*WORK INSTRUCTIONS*: Each line of the data below that contains "Hasher" must be copied.

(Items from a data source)
* * *

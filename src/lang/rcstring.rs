use std::borrow::Borrow;
use std::fmt;
use std::hash::{Hash, Hasher};
use std::ops::Deref;
use std::rc::Rc;

use serde::de::Deserializer;
use serde::ser::Serializer;
use serde::{Deserialize, Serialize};

/// A cheaply clonable string, shared between the forward and reverse maps
/// of the interners.
#[derive(Clone)]
pub struct RcString(Rc<String>);

impl RcString {
    pub fn new(string: String) -> Self {
        RcString(Rc::new(string))
    }

    pub fn as_str(&self) -> &str {
        self
    }
}

impl Deref for RcString {
    type Target = String;

    #[inline(always)]
    fn deref(&self) -> &String {
        &self.0
    }
}

impl PartialEq for RcString {
    #[inline(always)]
    fn eq(&self, other: &RcString) -> bool {
        self.0 == other.0
    }
}

impl Eq for RcString {}

impl Hash for RcString {
    fn hash<H: Hasher>(&self, state: &mut H) {
        self.0.hash(state);
    }
}

impl fmt::Display for RcString {
    fn fmt(&self, f: &mut fmt::Formatter) -> fmt::Result {
        self.0.fmt(f)
    }
}

impl fmt::Debug for RcString {
    fn fmt(&self, f: &mut fmt::Formatter) -> fmt::Result {
        self.0.fmt(f)
    }
}

impl From<String> for RcString {
    fn from(string: String) -> Self {
        RcString::new(string)
    }
}

impl<'a> From<&'a str> for RcString {
    fn from(string: &'a str) -> Self {
        RcString::new(string.to_string())
    }
}

impl Borrow<str> for RcString {
    #[inline]
    fn borrow(&self) -> &str {
        self
    }
}

impl Serialize for RcString {
    #[inline]
    fn serialize<S>(&self, serializer: S) -> Result<S::Ok, S::Error>
    where
        S: Serializer,
    {
        serializer.serialize_str(self)
    }
}

impl<'de> Deserialize<'de> for RcString {
    fn deserialize<D>(deserializer: D) -> Result<RcString, D::Error>
    where
        D: Deserializer<'de>,
    {
        String::deserialize(deserializer).map(RcString::new)
    }
}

* * *

*ANSWER BOX*:
use std::hash::{Hash, Hasher};
    fn hash<H: Hasher>(&self, state: &mut H) {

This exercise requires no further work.